Write the entries out exactly, with the final line being the one containing "and CLI flags.".
┌──
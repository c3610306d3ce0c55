//! Configuration data structures.
//!
//! Defines the YAML config format: database location, result limits,
//! passthrough policy and per-tool overrides. Every section has serde
//! defaults so a partial file is always valid.

use std::collections::HashMap;
use std::time::Duration;

use serde::{Deserialize, Serialize};

// ---------------------------------------------------------------------------
// Top-level config
// ---------------------------------------------------------------------------

/// Root configuration for the GraphRAG server.
///
/// Loaded from YAML files, environment variables, and CLI flags.
#[derive(Debug, Clone, PartialEq, Serialize, Deserialize)]
pub struct GraphRagConfig {
    /// Config format version (currently "1.0").
    #[serde(default = "default_version")]
    pub version: String,

    #[serde(default)]
    pub database: DatabaseConfig,

    #[serde(default)]
    pub search: SearchConfig,

    #[serde(default)]
    pub relationships: RelationshipsConfig,

    #[serde(default)]
    pub recommendations: RecommendationsConfig,

    #[serde(default)]
    pub summaries: SummaryConfig,

    #[serde(default)]
    pub passthrough: PassthroughConfig,

    #[serde(default)]
    pub tools: ToolsConfig,
}

impl Default for GraphRagConfig {
    fn default() -> Self {
        Self {
            version: default_version(),
            database: DatabaseConfig::default(),
            search: SearchConfig::default(),
            relationships: RelationshipsConfig::default(),
            recommendations: RecommendationsConfig::default(),
            summaries: SummaryConfig::default(),
            passthrough: PassthroughConfig::default(),
            tools: ToolsConfig::default(),
        }
    }
}

impl GraphRagConfig {
    /// Check whether a specific tool is enabled (defaults to true).
    pub fn is_tool_enabled(&self, tool_name: &str) -> bool {
        self.tools
            .overrides
            .get(tool_name)
            .map(|o| o.enabled)
            .unwrap_or(true)
    }

    /// Resolve a caller-requested search limit: default when absent, never
    /// above `search.max_limit`.
    pub fn search_limit(&self, requested: Option<u64>) -> usize {
        let requested = requested
            .map(|n| usize::try_from(n).unwrap_or(usize::MAX))
            .unwrap_or(self.search.default_limit);
        requested.min(self.search.max_limit)
    }
}

// ---------------------------------------------------------------------------
// Sections
// ---------------------------------------------------------------------------

#[derive(Debug, Clone, PartialEq, Serialize, Deserialize)]
pub struct DatabaseConfig {
    /// Path to the SQLite graph file (`:memory:` for a throwaway graph).
    #[serde(default = "default_db_path")]
    pub path: String,

    /// How long to wait on a locked database, in milliseconds.
    #[serde(default = "default_busy_timeout_ms")]
    pub busy_timeout_ms: u64,
}

impl Default for DatabaseConfig {
    fn default() -> Self {
        Self {
            path: default_db_path(),
            busy_timeout_ms: default_busy_timeout_ms(),
        }
    }
}

impl DatabaseConfig {
    pub fn busy_timeout(&self) -> Duration {
        Duration::from_millis(self.busy_timeout_ms)
    }
}

#[derive(Debug, Clone, PartialEq, Serialize, Deserialize)]
pub struct SearchConfig {
    #[serde(default = "default_search_limit")]
    pub default_limit: usize,

    /// Hard ceiling on any requested limit.
    #[serde(default = "default_max_limit")]
    pub max_limit: usize,
}

impl Default for SearchConfig {
    fn default() -> Self {
        Self {
            default_limit: default_search_limit(),
            max_limit: default_max_limit(),
        }
    }
}

#[derive(Debug, Clone, PartialEq, Serialize, Deserialize)]
pub struct RelationshipsConfig {
    #[serde(default = "default_relationships_limit")]
    pub limit: usize,
}

impl Default for RelationshipsConfig {
    fn default() -> Self {
        Self {
            limit: default_relationships_limit(),
        }
    }
}

#[derive(Debug, Clone, PartialEq, Serialize, Deserialize)]
pub struct RecommendationsConfig {
    #[serde(default = "default_recommendations_limit")]
    pub limit: usize,
}

impl Default for RecommendationsConfig {
    fn default() -> Self {
        Self {
            limit: default_recommendations_limit(),
        }
    }
}

/// Human-readable summaries list at most this many entries.
#[derive(Debug, Clone, PartialEq, Serialize, Deserialize)]
pub struct SummaryConfig {
    #[serde(default = "default_max_entries")]
    pub max_entries: usize,
}

impl Default for SummaryConfig {
    fn default() -> Self {
        Self {
            max_entries: default_max_entries(),
        }
    }
}

/// Policy for the raw `query_graph` tool.
#[derive(Debug, Clone, Default, PartialEq, Serialize, Deserialize)]
pub struct PassthroughConfig {
    /// Refuse statements that would modify the graph.
    #[serde(default)]
    pub read_only: bool,
}

// ---------------------------------------------------------------------------
// ToolsConfig
// ---------------------------------------------------------------------------

#[derive(Debug, Clone, Default, PartialEq, Serialize, Deserialize)]
pub struct ToolsConfig {
    /// Individual tool overrides (enable/disable specific tools).
    #[serde(default)]
    pub overrides: HashMap<String, ToolOverride>,
}

/// Override the enabled state of a single tool.
#[derive(Debug, Clone, PartialEq, Serialize, Deserialize)]
pub struct ToolOverride {
    pub enabled: bool,

    /// Human-readable reason for the override.
    #[serde(default, skip_serializing_if = "Option::is_none")]
    pub reason: Option<String>,
}

impl ToolOverride {
    pub fn disabled(reason: impl Into<String>) -> Self {
        Self {
            enabled: false,
            reason: Some(reason.into()),
        }
    }
}

// ---------------------------------------------------------------------------
// Defaults
// ---------------------------------------------------------------------------

fn default_version() -> String {
    "1.0".to_string()
}

fn default_db_path() -> String {
    ".graphrag/graph.db".to_string()
}

fn default_busy_timeout_ms() -> u64 {
    5000
}

fn default_search_limit() -> usize {
    5
}

fn default_max_limit() -> usize {
    100
}

fn default_relationships_limit() -> usize {
    20
}

fn default_recommendations_limit() -> usize {
    5
}

fn default_max_entries() -> usize {
    5
}
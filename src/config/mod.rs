//! Configuration system: YAML files, environment variables, CLI flags.

pub mod loader;
pub mod schema;

pub use loader::{load_config, CliOverrides};
pub use schema::{GraphRagConfig, ToolOverride};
└──
YOUR SOLUTION =
repository c3610306d3ce0c55
//! Configuration data structures.
//!
//! Defines the YAML config format: database location, result limits,
//! passthrough policy and per-tool overrides. Every section has serde
//! defaults so a partial file is always valid.

use std::collections::HashMap;
use std::time::Duration;

use serde::{Deserialize, Serialize};

// ---------------------------------------------------------------------------
// Top-level config
// ---------------------------------------------------------------------------

/// Root configuration for the GraphRAG server.
///
/// Loaded from YAML files, environment variables, and CLI flags.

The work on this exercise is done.